If already a guarantor
Your exact position will depend on the provisions of the guarantee. Most guarantees are unlimited in amount and extend to "all obligations" of the borrower. This may include all lending existing at the time you gave the guarantee, plus all of the borrower’s obligations to the bank on a continuing basis. This may include further lending, credit card debts and overdrafts. You can ask for your guarantee to be limited to a specified amount, but the bank does not have to agree to the request.
Cancelling a guarantee
In general, you can cancel a guarantee at any time. However, this does not release you from the obligations of the guarantee. It simply freezes your liability to the size of the debt at that particular point in time. The bank can require you to pay the debt that existed up to that time (including any interest and costs). If you cancel a guarantee, the bank may require the borrower to provide alternative security.

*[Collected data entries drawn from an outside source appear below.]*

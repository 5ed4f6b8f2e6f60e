//! Session-bound transport for the batch API.
//!
//! Binds the [`HttpGate`] to a base bulk URL and a session identifier and
//! owns the shared headers every call carries. The shared header map is
//! immutable after construction; per-call additions travel on the request
//! as an overlay and are composed freshly for each request.

use std::collections::HashMap;

use serde::{de::DeserializeOwned, Serialize};
use tracing::instrument;

use crate::config::ClientConfig;
use crate::error::Result;
use crate::gate::HttpGate;
use crate::request::RequestBuilder;
use crate::response::Response;

/// Transport bound to one bulk endpoint and session.
///
/// Cheap to clone; clones share the underlying connection pool.
///
/// ## Security
///
/// The session identifier is redacted in Debug output to prevent
/// accidental exposure in logs.
#[derive(Clone)]
pub struct BulkTransport {
    gate: HttpGate,
    base_url: String,
    session_id: String,
    headers: HashMap<String, String>,
}

impl std::fmt::Debug for BulkTransport {
    fn fmt(&self, f: &mut std::fmt::Formatter<'_>) -> std::fmt::Result {
        f.debug_struct("BulkTransport")
            .field("base_url", &self.base_url)
            .field("session_id", &"[REDACTED]")
            .finish_non_exhaustive()
    }
}

impl BulkTransport {
    /// Create a new transport for the given base bulk URL and session id.
    pub fn new(base_url: impl Into<String>, session_id: impl Into<String>) -> Result<Self> {
        Self::with_config(base_url, session_id, ClientConfig::default())
    }

    /// Create a new transport with custom HTTP configuration.
    pub fn with_config(
        base_url: impl Into<String>,
        session_id: impl Into<String>,
        config: ClientConfig,
    ) -> Result<Self> {
        Self::from_gate(HttpGate::new(config)?, base_url, session_id)
    }

    /// Create a transport from an existing gate.
    pub fn from_gate(
        gate: HttpGate,
        base_url: impl Into<String>,
        session_id: impl Into<String>,
    ) -> Result<Self> {
        let base_url = base_url.into();
        url::Url::parse(&base_url)?;
        let base_url = format!("{}/", base_url.trim_end_matches('/'));
        let session_id = session_id.into();

        let headers = HashMap::from([
            ("Content-Type".to_string(), "application/json".to_string()),
            ("X-SFDC-Session".to_string(), session_id.clone()),
            ("X-PrettyPrint".to_string(), "1".to_string()),
        ]);

        Ok(Self {
            gate,
            base_url,
            session_id,
            headers,
        })
    }

    /// Get the base bulk URL (always with a trailing slash).
    pub fn base_url(&self) -> &str {
        &self.base_url
    }

    /// Get the session identifier.
    pub fn session_id(&self) -> &str {
        &self.session_id
    }

    /// The shared headers attached to every call.
    pub fn headers(&self) -> &HashMap<String, String> {
        &self.headers
    }

    /// Build the full URL for a path.
    ///
    /// Relative paths are joined onto the base bulk URL; full URLs pass
    /// through unchanged.
    pub fn url(&self, path: &str) -> String {
        if path.starts_with("http://") || path.starts_with("https://") {
            path.to_string()
        } else {
            format!("{}{}", self.base_url, path.trim_start_matches('/'))
        }
    }

    /// Create a GET request builder for a path.
    pub fn get(&self, path: &str) -> RequestBuilder {
        self.gate.get(self.url(path))
    }

    /// Create a POST request builder for a path.
    pub fn post(&self, path: &str) -> RequestBuilder {
        self.gate.post(self.url(path))
    }

    /// Execute a request with the shared headers.
    pub async fn call(&self, request: RequestBuilder) -> Result<Response> {
        self.gate.execute(request, &self.headers).await
    }

    /// GET request with JSON response deserialization.
    #[instrument(skip(self), fields(path = %path))]
    pub async fn get_json<T: DeserializeOwned>(&self, path: &str) -> Result<T> {
        let response = self.call(self.get(path)).await?;
        response.json().await
    }

    /// POST request with JSON body and response.
    #[instrument(skip(self, body), fields(path = %path))]
    pub async fn post_json<T: DeserializeOwned, B: Serialize>(
        &self,
        path: &str,
        body: &B,
    ) -> Result<T> {
        let request = self.post(path).json(body)?;
        let response = self.call(request).await?;
        response.json().await
    }
}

It is not uncommon for a guarantor to learn of a borrower's difficulties only when called on by the bank to cover some outstanding amount. As a rule, banks aren't obliged to notify guarantors of a borrower’s financial difficulties. In fact, banks could breach their duty of confidentiality to the borrower by doing so. The exception would be if the guarantee contained provisions – agreed to by all parties – that the bank should inform the guarantor in such a situation. The bank will, however, tell you the guaranteed debt amount at any time.
Pursuing the guarantor first
A bank has the right to call on the guarantor first if a borrower fails to make repayments. It does not have to pursue the borrower for the debt. If there is more than one guarantor, the bank can usually decide which one to pursue. It can also require only one guarantor to pay the entire guaranteed debt. In some circumstances, one guarantor may be able to pursue other guarantors for their contribution to the debt. This is not always straightforward, and we recommend taking legal advice.

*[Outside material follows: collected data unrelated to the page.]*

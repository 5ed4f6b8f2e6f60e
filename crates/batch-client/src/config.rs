//! Client configuration.

use std::time::Duration;

/// Configuration for the HTTP client.
#[derive(Debug, Clone)]
pub struct ClientConfig {
    /// Request timeout.
    pub timeout: Duration,
    /// Connection timeout.
    pub connect_timeout: Duration,
    /// Pool idle timeout.
    pub pool_idle_timeout: Duration,
    /// Maximum idle connections per host.
    pub pool_max_idle_per_host: usize,
    /// User-Agent header value.
    pub user_agent: String,
    /// Whether to enable request/response tracing.
    pub enable_tracing: bool,
}

impl Default for ClientConfig {
    fn default() -> Self {
        Self {
            timeout: Duration::from_secs(30),
            connect_timeout: Duration::from_secs(10),
            pool_idle_timeout: Duration::from_secs(90),
            pool_max_idle_per_host: 10,
            user_agent: crate::USER_AGENT.to_string(),
            enable_tracing: true,
        }
    }
}

impl ClientConfig {
    /// Create a new client config builder.
    pub fn builder() -> ClientConfigBuilder {
        ClientConfigBuilder::default()
    }
}

/// Builder for ClientConfig.
#[derive(Debug, Default)]
pub struct ClientConfigBuilder {
    config: ClientConfig,
}

impl ClientConfigBuilder {
    /// Set request timeout.
    pub fn with_timeout(mut self, timeout: Duration) -> Self {
        self.config.timeout = timeout;
        self
    }

    /// Set connection timeout.
    pub fn with_connect_timeout(mut self, timeout: Duration) -> Self {
        self.config.connect_timeout = timeout;
        self
    }

    /// Set pool idle timeout.
    pub fn with_pool_idle_timeout(mut self, timeout: Duration) -> Self {
        self.config.pool_idle_timeout = timeout;
        self
    }

    /// Set maximum idle connections per host.
    pub fn with_pool_max_idle(mut self, max: usize) -> Self {
        self.config.pool_max_idle_per_host = max;
        self
    }

    /// Set custom User-Agent.
    pub fn with_user_agent(mut self, user_agent: impl Into<String>) -> Self {
        self.config.user_agent = user_agent.into();
        self
    }

    /// Enable or disable request/response tracing.
    pub fn with_tracing(mut self, enabled: bool) -> Self {
        self.config.enable_tracing = enabled;
        self
    }

    /// Build the client configuration.
    pub fn build(self) -> ClientConfig {
        self.config
    }
}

A bank does not have to sell a borrower's property, over which it has a mortgage, rather than pursue a guarantor for a debt. However, a guarantor, having paid the debt, may be entitled to claim against the bank's mortgage.
Failure to pay
Most guarantees require a security from the guarantor, typically a mortgage over the guarantor's home or other property. If the guarantor cannot pay the borrower's debt, the bank can sell that property to recover its money. If the guarantee did not require a security, the bank can sue the guarantor through the courts for payment of the debt. If a guarantor has an account at the same bank as the borrower, the bank may take funds from the guarantor's account to cover the debt.
A guarantor can try to encourage the borrower to pay the outstanding amount, but invariably a bank calls on a guarantor precisely because the borrower can't pay.

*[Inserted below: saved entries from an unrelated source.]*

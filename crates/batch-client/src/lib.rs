//! # sf-batch-client
//!
//! HTTP transport infrastructure for the Salesforce Bulk job/batch API.
//!
//! This crate provides the foundational HTTP layer shared by the higher
//! level API crates:
//! - A thin request builder / response wrapper around `reqwest`
//! - Session-header handling (`X-SFDC-Session`) with per-call overlays
//! - Classification of non-2xx responses into typed faults
//! - Request/response tracing
//!
//! ## Architecture
//!
//! ```text
//! ┌─────────────────────────────────────────────────────────────┐
//! │                    Application Layer                        │
//! │                      (sf-batch-bulk)                        │
//! └─────────────────────────────────────────────────────────────┘
//!                              │
//!                              ▼
//! ┌─────────────────────────────────────────────────────────────┐
//! │                     BulkTransport                           │
//! │  - Holds base bulk URL + session id                         │
//! │  - Composes shared headers with per-call overlays           │
//! │  - Provides typed JSON methods (get_json, post_json)        │
//! └─────────────────────────────────────────────────────────────┘
//!                              │
//!                              ▼
//! ┌─────────────────────────────────────────────────────────────┐
//! │                       HttpGate                              │
//! │  - Raw HTTP via reqwest                                     │
//! │  - Routes status >= 300 to the fault classifier             │
//! └─────────────────────────────────────────────────────────────┘
//! ```
//!
//! ## Example
//!
//! ```rust,ignore
//! use sf_batch_client::BulkTransport;
//!
//! #[tokio::main]
//! async fn main() -> Result<(), sf_batch_client::Error> {
//!     let transport = BulkTransport::new(
//!         "https://na1.salesforce.com/services/async/52.0/",
//!         "session-id",
//!     )?;
//!
//!     let job: serde_json::Value = transport
//!         .get_json("job/750x00000000001", None)
//!         .await?;
//!
//!     Ok(())
//! }
//! ```

mod config;
mod error;
mod fault;
mod gate;
mod request;
mod response;
mod transport;

pub use config::{ClientConfig, ClientConfigBuilder};
pub use error::{Error, ErrorKind, Result};
pub use fault::{classify, Fault, FaultBody, FaultKind};
pub use gate::HttpGate;
pub use request::{RequestBuilder, RequestMethod};
pub use response::Response;
pub use transport::BulkTransport;

/// User-Agent string for the client
pub const USER_AGENT: &str = concat!("sf-batch/", env!("CARGO_PKG_VERSION"));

Get independent legal advice and think carefully before agreeing to be a guarantor.
Friends liable for undisclosed loan debt
Morgan and a group of friends formed a company to buy investment properties. The bank gave the company a loan on condition it was secured by a mortgage over the properties and an unlimited deed of guarantee. The deed of guarantee listed the company and each of the shareholders as both customers and guarantors. This meant each of the guarantors was liable for any of the customers’ debts to the bank.CASE 2
Paperwork showed couple understood guarantor obligations
Logan and his wife Kiri, both signed a guarantee for lending to a trust of which Kiri was a trustee. The loan was also secured by a property they owned.CASE 3
Former director still liable for company's debt
Tony agreed to guarantee a loan taken out by a company, of which he was a director. He later resigned as director. The company got into difficulties and couldn't repay the loan. The bank sought repayment of the shortfall from Tony, who disputed his liability.
Concerns about lending decisions
We receive complaints about banks both refusing to lend and allowing customers to borrow when the customers say they could never have afforded the repayments.
Lending decisions are usually a matter of commercial judgement for banks, something beyond our powers to investigate. We can, however, investigate administrative errors in the lending application process. This includes complaints about a refusal to lend and also what is sometimes termed "irresponsible lending".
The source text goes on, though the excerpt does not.